[Stored items]
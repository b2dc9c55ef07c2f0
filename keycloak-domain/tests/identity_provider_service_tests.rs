use keycloak_domain::{
    application::services::IdentityProviderManagementService,
    domain::entities::{
        GoogleConfig, IdentityProvider, IdentityProviderConfig, OidcConfig, SamlConfig,
    },
    testing::InMemoryKeycloak,
    IdentityProviderRepository,
};
use std::sync::Arc;

fn setup() -> (Arc<InMemoryKeycloak>, IdentityProviderManagementService) {
    let keycloak = Arc::new(InMemoryKeycloak::new());
    let service = IdentityProviderManagementService::new(keycloak.clone());
    (keycloak, service)
}

fn oidc_provider(alias: &str) -> IdentityProvider {
    IdentityProvider::new(
        "master",
        alias,
        "oidc",
        IdentityProviderConfig::Oidc(OidcConfig {
            client_id: "example".to_string(),
            client_secret: "s3cret".to_string(),
            authorization_url: "https://idp.example.com/auth".to_string(),
            token_url: "https://idp.example.com/token".to_string(),
            default_scope: "openid".to_string(),
            ..Default::default()
        }),
    )
}

#[tokio::test]
async fn test_create_oidc_provider_keeps_secret_and_extra_config() {
    let (keycloak, service) = setup();
    let mut provider = oidc_provider("corp");
    if let IdentityProviderConfig::Oidc(config) = &mut provider.config {
        config
            .extra_config
            .insert("prompt".to_string(), "login".to_string());
    }

    let created = service.create_identity_provider(&provider).await.unwrap();
    assert!(created.internal_id.is_some());
    match &created.config {
        IdentityProviderConfig::Oidc(config) => {
            assert_eq!(config.client_secret, "s3cret");
            assert_eq!(config.extra_config["prompt"], "login");
        }
        other => panic!("unexpected config {other:?}"),
    }

    let raw = keycloak
        .find_identity_provider("master", "corp")
        .await
        .unwrap();
    match raw.config {
        IdentityProviderConfig::Oidc(config) => assert_eq!(config.client_secret, "**********"),
        other => panic!("unexpected config {other:?}"),
    }
}

#[tokio::test]
async fn test_extra_config_collision_is_rejected() {
    let (_, service) = setup();
    let mut provider = oidc_provider("corp");
    if let IdentityProviderConfig::Oidc(config) = &mut provider.config {
        config
            .extra_config
            .insert("tokenUrl".to_string(), "https://other".to_string());
    }

    let err = service.create_identity_provider(&provider).await.unwrap_err();
    assert!(err.to_string().starts_with("validation error: "));
    assert!(service
        .get_identity_provider("master", "corp")
        .await
        .unwrap()
        .is_none());
}

#[tokio::test]
async fn test_provider_id_must_match_config() {
    let (_, service) = setup();
    let mut provider = oidc_provider("corp");
    provider.provider_id = "google".to_string();

    let err = service.create_identity_provider(&provider).await.unwrap_err();
    assert_eq!(
        err.to_string(),
        "expected provider_id to be one of [oidc keycloak-oidc], got google"
    );
}

#[tokio::test]
async fn test_update_google_provider() {
    let (_, service) = setup();
    let provider = IdentityProvider::new(
        "master",
        "google",
        "google",
        IdentityProviderConfig::Google(GoogleConfig {
            client_id: "gid".to_string(),
            client_secret: "gsecret".to_string(),
            default_scope: "openid profile email".to_string(),
            ..Default::default()
        }),
    );
    let mut created = service.create_identity_provider(&provider).await.unwrap();

    created.trust_email = true;
    if let IdentityProviderConfig::Google(config) = &mut created.config {
        config.hosted_domain = Some("example.com".to_string());
    }
    let updated = service.update_identity_provider(&created).await.unwrap();
    assert!(updated.trust_email);
    assert_eq!(updated.internal_id, created.internal_id);
    match updated.config {
        IdentityProviderConfig::Google(config) => {
            assert_eq!(config.hosted_domain.as_deref(), Some("example.com"));
            assert_eq!(config.client_secret, "gsecret");
        }
        other => panic!("unexpected config {other:?}"),
    }
}

#[tokio::test]
async fn test_saml_provider_requires_sso_url() {
    let (_, service) = setup();
    let provider = IdentityProvider::new(
        "master",
        "saml",
        "saml",
        IdentityProviderConfig::Saml(SamlConfig::default()),
    );
    let err = service.create_identity_provider(&provider).await.unwrap_err();
    assert!(err.to_string().starts_with("validation error: "));
}

#[tokio::test]
async fn test_provider_in_missing_realm_fails() {
    let (_, service) = setup();
    let mut provider = oidc_provider("corp");
    provider.realm = "missing".to_string();

    let err = service.create_identity_provider(&provider).await.unwrap_err();
    assert!(err.is_not_found());
}

#[tokio::test]
async fn test_delete_provider_is_idempotent() {
    let (_, service) = setup();
    service
        .create_identity_provider(&oidc_provider("corp"))
        .await
        .unwrap();

    service.delete_identity_provider("master", "corp").await.unwrap();
    service.delete_identity_provider("master", "corp").await.unwrap();
}
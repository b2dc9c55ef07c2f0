use crate::schema::Diagnostic;
use keycloak_domain::domain::errors::DomainError;
use thiserror::Error;

#[derive(Error, Debug)]
pub enum ProviderError {
    #[error("{0}")]
    Domain(#[from] DomainError),

    /// Schema-level problems found before any request is made.
    #[error("{} invalid attribute(s)", .0.len())]
    Invalid(Vec<Diagnostic>),

    #[error("Unknown resource type: {0}")]
    UnknownResource(String),

    #[error("Unknown data source: {0}")]
    UnknownDataSource(String),

    #[error("Provider not configured")]
    NotConfigured,

    #[error("Cannot import non-existent remote object: {0}")]
    ImportNotFound(String),

    #[error("Invalid resource data: {0}")]
    Json(#[from] serde_json::Error),
}

impl ProviderError {
    /// Renders the error as the diagnostics returned to Terraform.
    pub fn into_diagnostics(self) -> Vec<Diagnostic> {
        match self {
            ProviderError::Invalid(diagnostics) => diagnostics,
            ProviderError::Domain(DomainError::Conflict { ref field, .. }) => {
                let attribute = field.clone();
                vec![Diagnostic::error(self.to_string()).with_attribute(attribute)]
            }
            ProviderError::Domain(DomainError::InvalidValue { ref field, .. }) => {
                let attribute = field.clone();
                vec![Diagnostic::error(self.to_string()).with_attribute(attribute)]
            }
            other => vec![Diagnostic::error(other.to_string())],
        }
    }
}

pub type ProviderResult<T> = Result<T, ProviderError>;

#[cfg(test)]
mod tests {
    use super::*;
    use crate::schema::Severity;

    #[test]
    fn domain_errors_keep_their_wording() {
        let err: ProviderError = DomainError::validation("realm must be set").into();
        let diagnostics = err.into_diagnostics();
        assert_eq!(diagnostics.len(), 1);
        assert_eq!(diagnostics[0].severity, Severity::Error);
        assert_eq!(diagnostics[0].summary, "validation error: realm must be set");
        assert!(diagnostics[0].attribute.is_none());
    }

    #[test]
    fn conflicts_point_at_the_attribute() {
        let err: ProviderError = DomainError::Conflict {
            field: "client_id".to_string(),
            other: "client_scope_id".to_string(),
        }
        .into();
        let diagnostics = err.into_diagnostics();
        assert_eq!(diagnostics[0].summary, "\"client_id\": conflicts with client_scope_id");
        assert_eq!(diagnostics[0].attribute.as_deref(), Some("client_id"));
    }
}
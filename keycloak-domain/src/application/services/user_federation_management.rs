use super::{found, tolerate_missing};
use crate::{
    application::ports::*,
    domain::{
        entities::*,
        errors::{DomainError, DomainResult},
    },
};
use std::sync::Arc;
use tracing::{info, instrument};

/// LDAP user federation management service
pub struct UserFederationManagementService {
    repository: Arc<dyn KeycloakRepository>,
}

impl UserFederationManagementService {
    pub fn new(repository: Arc<dyn KeycloakRepository>) -> Self {
        Self { repository }
    }

    #[instrument(skip(self), fields(realm = %realm_id, id = %id))]
    pub async fn get_ldap_user_federation(
        &self,
        realm_id: &str,
        id: &str,
    ) -> DomainResult<Option<LdapUserFederation>> {
        found(self.repository.find_ldap_user_federation(realm_id, id).await)
    }

    #[instrument(skip(self, federation), fields(realm = %federation.realm_id, name = %federation.name))]
    pub async fn create_ldap_user_federation(
        &self,
        federation: &LdapUserFederation,
    ) -> DomainResult<LdapUserFederation> {
        federation.validate()?;

        info!("Creating LDAP user federation '{}'", federation.name);
        let id = self
            .repository
            .create_ldap_user_federation(federation)
            .await?;

        info!("Created LDAP user federation with ID '{}'", id);
        self.reload(&id, federation).await
    }

    #[instrument(skip(self, federation), fields(realm = %federation.realm_id, name = %federation.name))]
    pub async fn update_ldap_user_federation(
        &self,
        federation: &LdapUserFederation,
    ) -> DomainResult<LdapUserFederation> {
        federation.validate()?;
        let id = federation
            .id
            .clone()
            .ok_or_else(|| DomainError::validation("ldap user federation id must be set"))?;

        info!("Updating LDAP user federation '{}'", id);
        self.repository
            .update_ldap_user_federation(federation)
            .await?;
        self.reload(&id, federation).await
    }

    #[instrument(skip(self), fields(realm = %realm_id, id = %id))]
    pub async fn delete_ldap_user_federation(&self, realm_id: &str, id: &str) -> DomainResult<()> {
        info!("Deleting LDAP user federation '{}'", id);
        tolerate_missing(
            self.repository
                .delete_ldap_user_federation(realm_id, id)
                .await,
        )
    }

    async fn reload(
        &self,
        id: &str,
        desired: &LdapUserFederation,
    ) -> DomainResult<LdapUserFederation> {
        let mut stored = self
            .repository
            .find_ldap_user_federation(&desired.realm_id, id)
            .await?;
        stored.restore_bind_credential(desired.bind_credential.as_deref());
        Ok(stored)
    }
}
use keycloak_domain::{
    application::ports::{ConfigurationPort, LogFormat, LoggingConfig},
    infrastructure::adapters::EnvConfigurationAdapter,
};
use terraform_provider_keycloak::KeycloakProvider;
use tokio::io::{AsyncBufReadExt, AsyncWriteExt, BufReader};
use tracing::{error, info};
use tracing_subscriber::{layer::SubscriberExt, util::SubscriberInitExt, EnvFilter};

fn init_tracing(logging: &LoggingConfig) {
    let filter = EnvFilter::try_from_default_env().unwrap_or_else(|_| {
        format!(
            "terraform_provider_keycloak={level},keycloak_domain={level}",
            level = logging.level
        )
        .into()
    });

    // Stdout carries the protocol, so logs go to stderr.
    let layer = tracing_subscriber::fmt::layer().with_writer(std::io::stderr);
    let registry = tracing_subscriber::registry().with(filter);
    match logging.format {
        LogFormat::Compact => registry.with(layer.compact()).init(),
        LogFormat::Pretty => registry.with(layer.pretty()).init(),
        LogFormat::Json => registry.with(layer.json()).init(),
        LogFormat::Full => registry.with(layer).init(),
    }
}

#[tokio::main]
async fn main() -> Result<(), Box<dyn std::error::Error>> {
    let logging = EnvConfigurationAdapter::new()
        .map(|adapter| adapter.get_logging_config().clone())
        .unwrap_or_default();
    init_tracing(&logging);

    let provider = KeycloakProvider::new();
    info!(
        "Keycloak provider ready with {} resource types",
        provider.resource_types().len()
    );

    let mut lines = BufReader::new(tokio::io::stdin()).lines();
    let mut stdout = tokio::io::stdout();

    while let Some(line) = lines.next_line().await? {
        let line = line.trim();
        if line.is_empty() {
            continue;
        }

        let response = provider.handle_request(line).await;
        stdout.write_all(response.as_bytes()).await?;
        stdout.write_all(b"\n").await?;
        stdout.flush().await?;

        if is_stop(line) {
            info!("Stop requested, shutting down");
            break;
        }
    }

    if let Err(err) = stdout.shutdown().await {
        error!("Failed to close stdout: {}", err);
    }
    Ok(())
}

fn is_stop(line: &str) -> bool {
    serde_json::from_str::<serde_json::Value>(line)
        .ok()
        .and_then(|request| request.get("method").and_then(|m| m.as_str()).map(str::to_string))
        .is_some_and(|method| method == "StopProvider")
}
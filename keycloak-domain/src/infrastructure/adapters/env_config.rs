use crate::application::ports::{
    AppConfig, ConfigurationPort, HttpConfig, KeycloakConfig, LoggingConfig,
};
use crate::domain::errors::DomainResult;

/// Environment-based configuration adapter
pub struct EnvConfigurationAdapter {
    config: AppConfig,
}

impl EnvConfigurationAdapter {
    pub fn new() -> DomainResult<Self> {
        let config = AppConfig::from_env()?;
        Ok(Self { config })
    }

    /// Wraps an already merged configuration, e.g. env defaults overridden
    /// by provider block attributes.
    pub fn from_config(config: AppConfig) -> Self {
        Self { config }
    }

    pub fn into_inner(self) -> AppConfig {
        self.config
    }
}

impl ConfigurationPort for EnvConfigurationAdapter {
    fn get_keycloak_config(&self) -> &KeycloakConfig {
        &self.config.keycloak
    }

    fn get_http_config(&self) -> &HttpConfig {
        &self.config.http
    }

    fn get_logging_config(&self) -> &LoggingConfig {
        &self.config.logging
    }

    fn validate(&self) -> DomainResult<()> {
        self.config.validate()
    }
}
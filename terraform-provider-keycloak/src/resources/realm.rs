use super::{duration_from_seconds, non_empty, seconds_from_duration};
use crate::resource::Resource;
use crate::schema::{Attribute, AttributeType, DiffSuppress, Schema};
use crate::state::ProviderState;
use async_trait::async_trait;
use keycloak_domain::application::services::restore_smtp_password;
use keycloak_domain::domain::{
    entities::{
        BrowserSecurityHeaders, Internationalization, Realm, RealmFlowBindings, RealmLifespans,
        SmtpAuth, SmtpServer, SslRequired,
    },
    errors::DomainResult,
    values::parse_realm_import_id,
};
use serde::{Deserialize, Serialize};
use std::collections::BTreeMap;

pub const TYPE_NAME: &str = "keycloak_realm";

/// Lifespan attributes, configured as duration strings.
const LIFESPANS: &[&str] = &[
    "sso_session_idle_timeout",
    "sso_session_max_lifespan",
    "offline_session_idle_timeout",
    "offline_session_max_lifespan",
    "access_token_lifespan",
    "access_token_lifespan_for_implicit_flow",
    "access_code_lifespan",
    "access_code_lifespan_login",
    "access_code_lifespan_user_action",
    "action_token_generated_by_user_lifespan",
    "action_token_generated_by_admin_lifespan",
];

const FLOWS: &[&str] = &[
    "browser_flow",
    "registration_flow",
    "direct_grant_flow",
    "reset_credentials_flow",
    "client_authentication_flow",
    "docker_authentication_flow",
];

#[derive(Debug, Clone, Default, PartialEq, Serialize, Deserialize)]
#[serde(default)]
pub struct RealmModel {
    pub id: Option<String>,
    pub realm: String,
    pub internal_id: Option<String>,
    pub enabled: bool,
    pub display_name: Option<String>,
    pub display_name_html: Option<String>,

    pub registration_allowed: bool,
    pub registration_email_as_username: bool,
    pub edit_username_allowed: bool,
    pub reset_password_allowed: bool,
    pub remember_me: bool,
    pub verify_email: bool,
    pub login_with_email_allowed: bool,
    pub duplicate_emails_allowed: bool,
    pub ssl_required: Option<String>,

    pub login_theme: Option<String>,
    pub account_theme: Option<String>,
    pub admin_theme: Option<String>,
    pub email_theme: Option<String>,

    pub refresh_token_max_reuse: Option<i32>,
    pub sso_session_idle_timeout: Option<String>,
    pub sso_session_max_lifespan: Option<String>,
    pub offline_session_idle_timeout: Option<String>,
    pub offline_session_max_lifespan: Option<String>,
    pub access_token_lifespan: Option<String>,
    pub access_token_lifespan_for_implicit_flow: Option<String>,
    pub access_code_lifespan: Option<String>,
    pub access_code_lifespan_login: Option<String>,
    pub access_code_lifespan_user_action: Option<String>,
    pub action_token_generated_by_user_lifespan: Option<String>,
    pub action_token_generated_by_admin_lifespan: Option<String>,

    pub smtp_server: Option<SmtpServerModel>,
    pub internationalization: Option<InternationalizationModel>,
    pub security_defenses: Option<SecurityDefensesModel>,
    pub password_policy: Option<String>,

    pub browser_flow: Option<String>,
    pub registration_flow: Option<String>,
    pub direct_grant_flow: Option<String>,
    pub reset_credentials_flow: Option<String>,
    pub client_authentication_flow: Option<String>,
    pub docker_authentication_flow: Option<String>,

    pub attributes: BTreeMap<String, String>,
}

#[derive(Debug, Clone, Default, PartialEq, Serialize, Deserialize)]
#[serde(default)]
pub struct SmtpServerModel {
    pub host: String,
    pub port: Option<String>,
    pub from: String,
    pub from_display_name: Option<String>,
    pub reply_to: Option<String>,
    pub reply_to_display_name: Option<String>,
    pub envelope_from: Option<String>,
    pub starttls: bool,
    pub ssl: bool,
    pub auth: Option<SmtpAuthModel>,
}

#[derive(Debug, Clone, Default, PartialEq, Serialize, Deserialize)]
#[serde(default)]
pub struct SmtpAuthModel {
    pub username: String,
    pub password: String,
}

◆ **WORK ORDER**: Among the entries, how many lines contain the word "prompt"? Give the number alone.

◆ **SOLUTION BELOW**: 2